From 1d7e86c180ad71dad3de4f3506964bef1fd13ba7 Mon Sep 17 00:00:00 2001
From: =?UTF-8?q?Maciej=20Gruszczy=C5=84ski?= <maciek.gruszka@gmail.com>
Date: Fri, 17 Apr 2026 11:39:52 +0200
Subject: [PATCH 1/2] chore: optionally keep original title headers

---
 Readability.js                           | 20 ++++--
 index.d.ts                               |  6 ++
 test/test-keep-original-title-headers.js | 83 ++++++++++++++++++++++++
 test/test-readability.js                 |  8 +++
 4 files changed, 111 insertions(+), 6 deletions(-)

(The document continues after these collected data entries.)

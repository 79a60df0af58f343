#[cfg(test)]
mod tests {
    use crate::{Player, Pokemon, PokemonDetails, ServerMessage, parse_server_message};

    fn pokemon(player: Player, name: &str) -> Pokemon {
        Pokemon {
            player,
            position: Some('a'),
            name: name.to_string(),
        }
    }

    #[test]
    fn test_parse_unknown() {
        let line = "|someunknown|data";
        let message = parse_server_message(line).unwrap();

        assert_eq!(message, ServerMessage::Raw("|someunknown|data".to_string()));
    }

    #[test]
    fn test_parse_empty() {
        assert_eq!(parse_server_message("").unwrap(), ServerMessage::Raw("".to_string()));
        assert_eq!(parse_server_message("|").unwrap(), ServerMessage::Raw("|".to_string()));
    }

    #[test]
    fn test_parse_player() {
        let message = parse_server_message("|player|p2|Bob|265|1420").unwrap();

        assert_eq!(
            message,
            ServerMessage::BattlePlayer {
                player: Player::P2,
                username: "Bob".to_string(),
                rating: Some(1420),
            }
        );
    }

    #[test]
    fn test_parse_player_third_side_rejected() {
        assert!(parse_server_message("|player|p3|Carol|1").is_err());
    }

    #[test]
    fn test_parse_poke() {
        let message = parse_server_message("|poke|p1|Landorus-Therian, M|item").unwrap();

        match message {
            ServerMessage::Poke {
                player,
                details,
                has_item,
            } => {
                assert_eq!(player, Player::P1);
                assert_eq!(details.species, "Landorus-Therian");
                assert_eq!(details.gender, Some('M'));
                assert!(has_item);
            }
            other => panic!("unexpected message: {other:?}"),
        }
    }

    #[test]
    fn test_parse_poke_missing_details() {
        assert!(parse_server_message("|poke|p1|").is_err());
    }

    #[test]
    fn test_parse_start_shapes() {
        assert_eq!(parse_server_message("|start").unwrap(), ServerMessage::BattleStart);
        assert_eq!(
            parse_server_message("|start|p1a: Dragapult|Dynamax").unwrap(),
            ServerMessage::VolatileStart {
                pokemon: pokemon(Player::P1, "Dragapult"),
                effect: "Dynamax".to_string(),
                from: None,
            }
        );
        assert_eq!(
            parse_server_message("|-start|p2a: Big Bird|Dynamax").unwrap(),
            ServerMessage::VolatileStart {
                pokemon: pokemon(Player::P2, "Big Bird"),
                effect: "Dynamax".to_string(),
                from: None,
            }
        );
    }

    #[test]
    fn test_parse_switch_with_nickname() {
        let message = parse_server_message("|switch|p1a: Lando|Landorus-Therian, L50, M|100/100").unwrap();

        assert_eq!(
            message,
            ServerMessage::Switch {
                pokemon: pokemon(Player::P1, "Lando"),
                details: PokemonDetails {
                    species: "Landorus-Therian".to_string(),
                    level: Some(50),
                    gender: Some('M'),
                    shiny: false,
                    tera_type: None,
                },
            }
        );
    }

    #[test]
    fn test_parse_drag() {
        let message = parse_server_message("|drag|p1a: Corv|Corviknight, M|100/100").unwrap();

        assert_eq!(
            message,
            ServerMessage::Drag {
                pokemon: pokemon(Player::P1, "Corv"),
                details: PokemonDetails {
                    species: "Corviknight".to_string(),
                    level: None,
                    gender: Some('M'),
                    shiny: false,
                    tera_type: None,
                },
            }
        );
        assert!(parse_server_message("|drag|p1a: Corv").is_err());
    }

    #[test]
    fn test_parse_switch_malformed() {
        assert!(parse_server_message("|switch|Lando|Landorus-Therian").is_err());
        assert!(parse_server_message("|switch|p1a: Lando").is_err());
    }

    #[test]
    fn test_parse_move_annotations() {
        let message = parse_server_message("|move|p1a: Liepard|Taunt||[from]Copycat|[still]").unwrap();

        match message {
            ServerMessage::Move {
                pokemon,
                move_name,
                target,
                from,
                zeffect,
                still,
                ..
            } => {
                assert_eq!(pokemon.name, "Liepard");
                assert_eq!(move_name, "Taunt");
                assert!(target.is_none());
                assert_eq!(from.as_deref(), Some("Copycat"));
                assert!(!zeffect);
                assert!(still);
            }
            other => panic!("unexpected message: {other:?}"),
        }
    }

    #[test]
    fn test_parse_move_zeffect() {
        let message =
            parse_server_message("|move|p1a: Tapu Koko|Z-Tailwind|p1a: Tapu Koko|[zeffect]").unwrap();

        assert!(matches!(message, ServerMessage::Move { zeffect: true, .. }));
    }

    #[test]
    fn test_parse_cant() {
        let message = parse_server_message("|cant|p2a: Clefable|move: Taunt|Stealth Rock").unwrap();
        assert_eq!(
            message,
            ServerMessage::Cant {
                pokemon: pokemon(Player::P2, "Clefable"),
                reason: "move: Taunt".to_string(),
                move_name: Some("Stealth Rock".to_string()),
            }
        );

        let message = parse_server_message("|cant|p2a: Clefable|par").unwrap();
        assert!(matches!(message, ServerMessage::Cant { move_name: None, .. }));
    }

    #[test]
    fn test_item_source_with_of() {
        let message =
            parse_server_message("|-damage|p2a: Garchomp|50/100|[from] item: Rocky Helmet|[of] p1a: Ferro")
                .unwrap();

        assert_eq!(message.item_source(), Some("Rocky Helmet"));
        match message {
            ServerMessage::Damage { of, .. } => assert_eq!(of, Some(pokemon(Player::P1, "Ferro"))),
            other => panic!("unexpected message: {other:?}"),
        }
    }

    #[test]
    fn test_item_source_absent() {
        let message = parse_server_message("|-damage|p2a: Garchomp|50/100|[from] Stealth Rock").unwrap();
        assert_eq!(message.item_source(), None);

        let message = parse_server_message("|-boost|p1a: Hawlucha|atk|2|[from] item: Electric Seed").unwrap();
        assert_eq!(message.item_source(), Some("Electric Seed"));
    }

    #[test]
    fn test_parse_enditem() {
        let message = parse_server_message("|-enditem|p1a: Mew|Sitrus Berry|[eat]").unwrap();

        assert_eq!(
            message,
            ServerMessage::EndItem {
                pokemon: pokemon(Player::P1, "Mew"),
                item: "Sitrus Berry".to_string(),
                from: None,
                eat: true,
            }
        );
    }

    #[test]
    fn test_parse_win_requires_name() {
        assert_eq!(
            parse_server_message("|win|Alice").unwrap(),
            ServerMessage::Win("Alice".to_string())
        );
        assert!(parse_server_message("|win|").is_err());
    }
}
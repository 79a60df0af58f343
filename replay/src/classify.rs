//! Archetype classification hook

use tally_battle::Team;

/// Maps a finished team to an archetype label.
///
/// Implementations are shared between batch workers, so they must be `Sync`.
pub trait TeamClassifier: Sync {
    /// The archetype of `team`, or `None` if it fits no known category
    fn classify(&self, team: &Team) -> Option<String>;
}

impl<F> TeamClassifier for F
where
    F: Fn(&Team) -> Option<String> + Sync,
{
    fn classify(&self, team: &Team) -> Option<String> {
        self(team)
    }
}

#[cfg(test)]
mod tests {
    use super::*;
    use tally_battle::Combatant;

    #[test]
    fn test_closure_classifier() {
        let rain = |team: &Team| {
            team.species()
                .any(|s| s == "Pelipper")
                .then(|| "Rain".to_string())
        };

        let mut team = Team::new();
        assert_eq!(rain.classify(&team), None);

        team.pokemons.insert("Pelipper".to_string(), Combatant::new("Pelipper"));
        assert_eq!(rain.classify(&team).as_deref(), Some("Rain"));
    }
}
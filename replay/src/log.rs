//! In-memory battle logs

use std::path::Path;

use anyhow::{Context, Result};

/// One battle log, already loaded into memory
#[derive(Debug, Clone, PartialEq, Eq)]
pub struct ReplayLog {
    /// Caller-chosen identifier, usually the replay id or file name
    pub id: String,
    pub text: String,
}

impl ReplayLog {
    pub fn new(id: impl Into<String>, text: impl Into<String>) -> Self {
        Self {
            id: id.into(),
            text: text.into(),
        }
    }

    /// Load a downloaded `.log` file. The id is the file stem.
    pub fn read(path: impl AsRef<Path>) -> Result<Self> {
        let path = path.as_ref();
        let text = std::fs::read_to_string(path)
            .with_context(|| format!("Failed to read replay log {}", path.display()))?;
        let id = path
            .file_stem()
            .map(|stem| stem.to_string_lossy().into_owned())
            .unwrap_or_else(|| path.display().to_string());

        Ok(Self { id, text })
    }
}
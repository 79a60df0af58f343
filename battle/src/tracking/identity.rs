//! Nickname to pokemon resolution
//!
//! Logs often use a nickname before the real species is known (team preview
//! only shows species), and some pokemon change their visible species during
//! a battle. The resolver keeps one [`Combatant`] per real pokemon by
//! re-keying existing records instead of creating new ones.

use crate::types::{Combatant, Team, is_wildcard_form, species_root};

/// Species whose different forms on one team are different pokemon.
pub const MERGE_EXCLUSIONS: &[&str] = &["Silvally", "Gourgeist", "Pumpkaboo"];

/// How a nickname was resolved
#[derive(Debug, Clone, PartialEq, Eq)]
pub enum Resolution {
    /// The nickname already named a pokemon
    Existing,
    /// An existing pokemon of the same species was re-keyed under the nickname
    Merged { previous: String },
    /// A new pokemon was added
    Created,
}

#[derive(Debug, Clone, Copy, PartialEq, Eq)]
pub struct IdentityResolver {
    pub exclusions: &'static [&'static str],
}

impl IdentityResolver {
    pub const STANDARD: IdentityResolver = IdentityResolver {
        exclusions: MERGE_EXCLUSIONS,
    };

    /// Find or create the pokemon for `nickname`, seen as `species`.
    ///
    /// Counters are left untouched; the caller decides what the sighting means.
    pub fn resolve<'t>(
        &self,
        team: &'t mut Team,
        nickname: &str,
        species: &str,
    ) -> (&'t mut Combatant, Resolution) {
        if let Some(index) = team.pokemons.get_index_of(nickname) {
            return (&mut team.pokemons[index], Resolution::Existing);
        }

        if let Some(previous) = self.merge_candidate(team, species) {
            let index = rename(team, &previous, nickname, species);
            tracing::debug!(%nickname, %species, %previous, "merged pokemon under new nickname");
            return (&mut team.pokemons[index], Resolution::Merged { previous });
        }

        tracing::debug!(%nickname, %species, "new pokemon");
        let (index, _) = team
            .pokemons
            .insert_full(nickname.to_string(), Combatant::new(species));
        (&mut team.pokemons[index], Resolution::Created)
    }

    /// Add a pokemon announced in team preview, keyed by its species.
    ///
    /// Preview lists each pokemon once, so nothing is merged here: two forms of
    /// one family (Rotom-Wash and Rotom-Heat) stay separate.
    pub fn reveal<'t>(&self, team: &'t mut Team, species: &str) -> (&'t mut Combatant, Resolution) {
        if let Some(index) = team.pokemons.get_index_of(species) {
            return (&mut team.pokemons[index], Resolution::Existing);
        }

        let (index, _) = team
            .pokemons
            .insert_full(species.to_string(), Combatant::new(species));
        (&mut team.pokemons[index], Resolution::Created)
    }

    pub fn is_excluded(&self, species: &str) -> bool {
        let root = species_root(species);
        self.exclusions.iter().any(|excluded| *excluded == root)
    }

    /// The nickname of the one existing pokemon that `species` should merge into
    fn merge_candidate(&self, team: &Team, species: &str) -> Option<String> {
        let root = species_root(species);
        let mut candidates: Vec<(&String, &Combatant)> = team
            .pokemons
            .iter()
            .filter(|(_, c)| species_root(&c.species) == root)
            .collect();

        if candidates.len() > 1 {
            candidates.retain(|(_, c)| c.species == species);
        }
        if candidates.len() > 1 {
            // Prefer a preview entry nobody has claimed yet
            candidates.retain(|(nickname, c)| **nickname == c.species);
        }

        let [(nickname, combatant)] = candidates.as_slice() else {
            return None;
        };

        if self.is_excluded(species)
            && combatant.species != species
            && !is_wildcard_form(&combatant.species)
        {
            return None;
        }

        Some(nickname.to_string())
    }
}

impl Default for IdentityResolver {
    fn default() -> Self {
        Self::STANDARD
    }
}

/// Re-key `previous` as `nickname` in place, keeping its position in the team
fn rename(team: &mut Team, previous: &str, nickname: &str, species: &str) -> usize {
    let Some((index, _, mut combatant)) = team.pokemons.shift_remove_full(previous) else {
        let (index, _) = team
            .pokemons
            .insert_full(nickname.to_string(), Combatant::new(species));
        return index;
    };

    // A bare base name never overrides a known forme (Greninja-Ash switches in as Greninja)
    let less_specific = species == species_root(&combatant.species)
        && combatant.species != species
        && !is_wildcard_form(&combatant.species);
    if !less_specific {
        combatant.species = species.to_string();
    }
    team.pokemons.shift_insert(index, nickname.to_string(), combatant);

    if team.lead.as_deref() == Some(previous) {
        team.lead = Some(nickname.to_string());
    }

    index
}
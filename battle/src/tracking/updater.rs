//! Update logic for applying log lines to the two teams

use tally_protocol::{Player, Pokemon, ServerMessage, parse_server_message};

use super::battle::BattleParser;
use super::cursor::{Line, LineCursor};
use super::diagnostics::AnomalyKind;
use super::identity::Resolution;
use super::moves::MoveOutcome;
use super::reveal::{GRENINJA, greninja_form};
use crate::types::{BattleResult, DynamaxEvent};

/// Lines read after `|start` for the two leads
const LEAD_LINES: usize = 2;

impl BattleParser {
    /// Apply one classified line. `cursor` is positioned just after `line`.
    pub(crate) fn update(&mut self, msg: &ServerMessage, line: Line<'_>, cursor: &mut LineCursor<'_>) {
        if let (Some(item), Some(holder)) = (msg.item_source(), item_holder(msg)) {
            self.set_item(holder, item, line);
        }

        match msg {
            ServerMessage::Turn(_) => {
                self.turn += 1;
            }

            ServerMessage::BattlePlayer {
                player, username, ..
            } => {
                self.handle_player(*player, username);
            }

            ServerMessage::Poke {
                player, details, ..
            } => {
                self.handle_poke(*player, &details.species, cursor);
            }

            ServerMessage::BattleStart => {
                self.handle_start(line, cursor);
            }

            ServerMessage::VolatileStart {
                pokemon, effect, ..
            } if effect == "Dynamax" => {
                self.handle_dynamax(pokemon, line);
            }

            ServerMessage::Item { pokemon, item, .. } | ServerMessage::EndItem { pokemon, item, .. } => {
                self.set_item(pokemon, item, line);
            }

            ServerMessage::Win(name) => {
                self.handle_win(name, line);
            }

            ServerMessage::Switch { pokemon, details } | ServerMessage::Drag { pokemon, details } => {
                self.handle_switch(pokemon, &details.species);
            }

            ServerMessage::Faint(pokemon) => {
                self.handle_faint(pokemon, line);
            }

            ServerMessage::DetailsChange { pokemon, details } => {
                let species = self.tables.species.canonicalize(&details.species);
                let combatant = self.combatant_or_insert(pokemon.player, &pokemon.name, line);
                tracing::debug!(nickname = %pokemon.name, from = %combatant.species, to = %species, "forme change");
                combatant.species = species;
            }

            ServerMessage::Move {
                pokemon,
                move_name,
                from,
                zeffect,
                ..
            } => {
                // The status move behind a Z-effect is logged again without the tag
                if !*zeffect {
                    self.record_move(pokemon, move_name, from.as_deref(), line);
                }
            }

            ServerMessage::Cant {
                pokemon,
                move_name: Some(move_name),
                ..
            } => {
                self.record_move(pokemon, move_name, None, line);
            }

            ServerMessage::ZPower(_) => {
                self.handle_zpower(line, cursor);
            }

            _ => {}
        }
    }

    fn handle_player(&mut self, player: Player, username: &str) {
        if username.is_empty() {
            return;
        }

        self.players.entry(username.to_string()).or_insert(player);
        let team = self.team_mut(player);
        if team.player.is_none() {
            team.player = Some(username.to_string());
        }
    }

    fn handle_poke(&mut self, player: Player, species: &str, cursor: &LineCursor<'_>) {
        let mut species = self.tables.species.canonicalize(species);
        if species == GRENINJA {
            species = greninja_form(cursor.lines(), player).to_string();
        }

        let identity = self.tables.identity;
        identity.reveal(self.team_mut(player), &species);
    }

    /// Consume the switch lines that follow `|start` as the two leads
    fn handle_start(&mut self, line: Line<'_>, cursor: &mut LineCursor<'_>) {
        for _ in 0..LEAD_LINES {
            let lead = cursor
                .peek(1)
                .and_then(|next| parse_server_message(next.text).ok());

            let Some(ServerMessage::Switch { pokemon, details }) = lead else {
                self.report(line, AnomalyKind::MissingLookAhead { expected: "a lead switch" });
                return;
            };

            cursor.advance();
            self.handle_switch(&pokemon, &details.species);
        }
    }

    fn handle_switch(&mut self, pokemon: &Pokemon, species: &str) {
        let player = pokemon.player;
        let nickname = pokemon.name.as_str();

        if let Some(combatant) = self.team_mut(player).combatant_mut(nickname) {
            combatant.entrances += 1;
        } else {
            let species = self.tables.species.canonicalize(species);
            let identity = self.tables.identity;
            let (combatant, resolution) = identity.resolve(self.team_mut(player), nickname, &species);
            combatant.entrances += 1;
            if let Resolution::Created = resolution {
                tracing::debug!(%player, %nickname, %species, "switched in without preview");
            }
        }

        let team = self.team_mut(player);
        if team.lead.is_none() {
            team.lead = Some(nickname.to_string());
        }
        self.occupants[player.index()] = Some(nickname.to_string());
    }

    fn handle_dynamax(&mut self, pokemon: &Pokemon, line: Line<'_>) {
        let species = self
            .combatant_or_insert(pokemon.player, &pokemon.name, line)
            .species
            .clone();
        let turn = self.turn;

        tracing::debug!(player = %pokemon.player, %species, turn, "dynamax");
        self.team_mut(pokemon.player).dynamax = Some(DynamaxEvent { species, turn });
    }

    fn set_item(&mut self, pokemon: &Pokemon, item: &str, line: Line<'_>) {
        self.combatant_or_insert(pokemon.player, &pokemon.name, line).item = Some(item.to_string());
    }

    fn handle_win(&mut self, name: &str, line: Line<'_>) {
        let Some(&winner) = self.players.get(name.trim()) else {
            self.report(line, AnomalyKind::UnknownWinner(name.to_string()));
            return;
        };

        let turns = self.turn;
        self.team_mut(winner).result = BattleResult::Win;
        self.team_mut(winner.opponent()).result = BattleResult::Loss;
        for team in &mut self.teams {
            team.battle_length = Some(turns);
        }

        tracing::debug!(%winner, turns, "battle resolved");
        self.resolved = true;
    }

    fn handle_faint(&mut self, pokemon: &Pokemon, line: Line<'_>) {
        let player = pokemon.player;
        if !self.combatant_or_insert(player, &pokemon.name, line).record_faint() {
            self.report(
                line,
                AnomalyKind::RepeatFaint {
                    player,
                    nickname: pokemon.name.clone(),
                },
            );
            return;
        }

        let opponent = player.opponent();
        if let Some(occupant) = self.occupants[opponent.index()].clone()
            && let Some(killer) = self.team_mut(opponent).combatant_mut(&occupant)
        {
            killer.kills += 1;
            return;
        }

        self.report(
            line,
            AnomalyKind::NoOpponentOnField {
                player: opponent,
                fainted: pokemon.name.clone(),
            },
        );
    }

    fn record_move(&mut self, pokemon: &Pokemon, move_name: &str, from: Option<&str>, line: Line<'_>) {
        let rules = self.tables.moves;
        let outcome = rules.record(
            self.combatant_or_insert(pokemon.player, &pokemon.name, line),
            move_name,
            from,
        );

        match outcome {
            MoveOutcome::Full(move_name) => self.report(
                line,
                AnomalyKind::MoveListFull {
                    player: pokemon.player,
                    nickname: pokemon.name.clone(),
                    move_name,
                },
            ),
            MoveOutcome::Skipped(reason) => {
                tracing::trace!(nickname = %pokemon.name, %move_name, ?reason, "move not recorded");
            }
            MoveOutcome::Recorded(_) | MoveOutcome::Duplicate => {}
        }
    }

    /// `|-zpower|` is followed by the Z-move itself; its name is kept as the item
    fn handle_zpower(&mut self, line: Line<'_>, cursor: &mut LineCursor<'_>) {
        let next = cursor
            .peek(1)
            .and_then(|next| parse_server_message(next.text).ok());

        let Some(ServerMessage::Move {
            pokemon, move_name, ..
        }) = next
        else {
            self.report(line, AnomalyKind::MissingLookAhead { expected: "a Z-move" });
            return;
        };

        cursor.advance();
        self.set_item(&pokemon, &move_name, line);
    }
}

/// Owner of the item named in a `[from] item:` annotation
fn item_holder(msg: &ServerMessage) -> Option<&Pokemon> {
    match msg {
        ServerMessage::Damage { pokemon, of, .. }
        | ServerMessage::Heal { pokemon, of, .. }
        | ServerMessage::Status { pokemon, of, .. }
        | ServerMessage::Boost { pokemon, of, .. }
        | ServerMessage::Unboost { pokemon, of, .. } => Some(of.as_ref().unwrap_or(pokemon)),
        _ => None,
    }
}
//! TTL Entry Module
//!
//! Defines a single local-tier entry: a value plus the moment it was inserted.

// == TTL Entry ==
/// A value held by the local tier.
///
/// `inserted_at` is set once at construction. Replacing a value means building a
/// new entry, never touching the timestamp of an existing one.
#[derive(Debug, Clone)]
pub struct TtlEntry<V> {
    value: V,
    inserted_at: u64,
}

impl<V> TtlEntry<V> {
    // == Constructor ==
    /// Creates an entry stamped with `inserted_at` (Unix milliseconds).
    pub fn new(value: V, inserted_at: u64) -> Self {
        Self { value, inserted_at }
    }

    /// The stored value.
    pub fn value(&self) -> &V {
        &self.value
    }

    /// Insertion timestamp in Unix milliseconds.
    pub fn inserted_at(&self) -> u64 {
        self.inserted_at
    }

    /// Milliseconds since insertion. A clock that went backwards reads as 0.
    pub fn age_ms(&self, now_ms: u64) -> u64 {
        now_ms.saturating_sub(self.inserted_at)
    }

    // == Freshness ==
    /// Checks whether the entry is still visible under `ttl_ms`.
    ///
    /// Boundary condition: an entry whose age equals the TTL is still fresh;
    /// it goes stale only once the age strictly exceeds the TTL.
    pub fn is_fresh(&self, now_ms: u64, ttl_ms: u64) -> bool {
        self.age_ms(now_ms) <= ttl_ms
    }
}
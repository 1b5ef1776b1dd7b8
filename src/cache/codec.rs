//! Value Codec
//!
//! JSON encoding for values crossing the remote-tier boundary. Integers stay
//! integers: `serde_json::Value` keeps i64/u64 numbers exact, so nothing is
//! funnelled through f64 on the way back.

use serde::{de::DeserializeOwned, Serialize};
use serde_json::Value;

use crate::error::Result;

/// Serialized form of a value: the dynamic tree kept by the local tier and the
/// bytes written to the remote tier.
#[derive(Debug, Clone)]
pub struct Encoded {
    pub value: Value,
    pub bytes: Vec<u8>,
}

/// Encodes a value. Fails before anything is written anywhere.
pub fn encode<T: Serialize + ?Sized>(value: &T) -> Result<Encoded> {
    let value = serde_json::to_value(value)?;
    let bytes = serde_json::to_vec(&value)?;
    Ok(Encoded { value, bytes })
}

/// Decodes remote bytes. A zero-length payload means "not found".
pub fn decode(bytes: &[u8]) -> Result<Option<Value>> {
    if bytes.is_empty() {
        return Ok(None);
    }
    Ok(Some(serde_json::from_slice(bytes)?))
}

/// Converts a dynamic value into the caller's target type.
pub fn from_value<T: DeserializeOwned>(value: &Value) -> Result<T> {
    Ok(T::deserialize(value)?)
}
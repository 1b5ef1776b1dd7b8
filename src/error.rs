//! Error types for the cache and resolver layers
//!
//! Provides unified error handling using thiserror.

use axum::{
    http::StatusCode,
    response::{IntoResponse, Response},
    Json,
};
use thiserror::Error;

use crate::models::ErrorResponse;

// == App Error Enum ==
/// Unified error type for the cache facade, remote tier and HTTP layer.
#[derive(Error, Debug)]
pub enum AppError {
    /// Operation referenced a cache group that was never configured
    #[error("Cache group not configured: {0}")]
    ConfigMissing(String),

    /// A value could not be serialized or deserialized
    #[error("Encoding error: {0}")]
    Encoding(#[from] serde_json::Error),

    /// Remote key-value store failure (anything other than "not found")
    #[error("Remote store error: {0}")]
    Remote(String),

    /// Key not found in either tier
    #[error("Key not found: {0}")]
    NotFound(String),

    /// Invalid request data
    #[error("Invalid request: {0}")]
    InvalidRequest(String),

    /// Invalid startup configuration
    #[error("Invalid configuration: {0}")]
    Config(String),

    /// A collaborator needed for the request is not configured
    #[error("Service unavailable: {0}")]
    Unavailable(String),
}

impl From<redis::RedisError> for AppError {
    fn from(err: redis::RedisError) -> Self {
        AppError::Remote(err.to_string())
    }
}

// == IntoResponse Implementation ==
impl IntoResponse for AppError {
    fn into_response(self) -> Response {
        let status = match &self {
            AppError::ConfigMissing(_) | AppError::NotFound(_) => StatusCode::NOT_FOUND,
            AppError::InvalidRequest(_) => StatusCode::BAD_REQUEST,
            AppError::Remote(_) => StatusCode::BAD_GATEWAY,
            AppError::Unavailable(_) => StatusCode::SERVICE_UNAVAILABLE,
            AppError::Encoding(_) | AppError::Config(_) => StatusCode::INTERNAL_SERVER_ERROR,
        };

        (status, Json(ErrorResponse::new(self.to_string()))).into_response()
    }
}

// == Result Type Alias ==
/// Convenience Result type for the cache layer.
pub type Result<T> = std::result::Result<T, AppError>;

// == Resolve Error Enum ==
/// Failure to turn one storage reference into a signed URL.
///
/// Never escapes the fan-out resolver; a failed reference becomes an absent URL.
#[derive(Error, Debug)]
pub enum ResolveError {
    /// Request could not be sent or the body could not be read
    #[error("signing request failed: {0}")]
    Transport(String),

    /// Signing service answered with a non-200 status
    #[error("signing service returned HTTP {0}")]
    Status(u16),

    /// Signing service answered with a non-zero errcode
    #[error("signing service error {code}: {message}")]
    Service { code: i64, message: String },

    /// Successful envelope without a `data` payload
    #[error("signing service returned no url")]
    MissingData,

    /// All attempts together exceeded the configured deadline
    #[error("signing request timed out")]
    Timeout,
}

 create mode 100644 test/test-keep-original-title-headers.js
diff --git a/Readability.js b/Readability.js
index 5cff4540..7cf310ef 100644
--- a/Readability.js
+++ b/Readability.js
@@ -64,6 +64,12 @@ function Readability(doc, options) {
   this._disableJSONLD = !!options.disableJSONLD;
   this._allowedVideoRegex = options.allowedVideoRegex || this.REGEXPS.videos;
   this._linkDensityModifier = options.linkDensityModifier || 0;
+  /**
+   * If true, keep the first in-article H1/H2 that duplicates the article title
+   * and leave H1 tags in the extracted content. Defaults to false (strip the
+   * duplicate title header and normalize remaining H1 elements to H2).
+   */
+  this._keepOriginalTitleHeaders = !!options.keepOriginalTitleHeaders;
 
   // Start with all flags set
   this._flags =
@@ -835,11 +841,13 @@ Readability.prototype = {
     this._cleanConditionally(articleContent, "ul");
     this._cleanConditionally(articleContent, "div");
 
-    // replace H1 with H2 as H1 should be only title that is displayed separately
-    this._replaceNodeTags(
-      this._getAllNodesWithTag(articleContent, ["h1"]),
-      "h2"
-    );
+    if (!this._keepOriginalTitleHeaders) {
+      // replace H1 with H2 as H1 should be only title that is displayed separately
+      this._replaceNodeTags(
+        this._getAllNodesWithTag(articleContent, ["h1"]),
+        "h2"
+      );
+    }
 
     // Remove extra paragraphs
     this._removeNodes(
@@ -1064,7 +1072,7 @@ Readability.prototype = {
       var elementsToScore = [];
       var node = this._doc.documentElement;
 
-      let shouldRemoveTitleHeader = true;
+      let shouldRemoveTitleHeader = !this._keepOriginalTitleHeaders;
 
       while (node) {
         if (node.tagName === "HTML") {
diff --git a/index.d.ts b/index.d.ts
index 7ad8dd58..11685104 100644
--- a/index.d.ts
+++ b/index.d.ts
@@ -75,6 +75,12 @@ export interface ReadabilityOptions<T = string> {
    * Defaults to 1.
    */
   linkDensityModifier?: number;
+  /**
+   * If `true`, the first in-article heading that closely matches the article
+   * title is kept, and H1 tags in the extracted content are not rewritten to H2.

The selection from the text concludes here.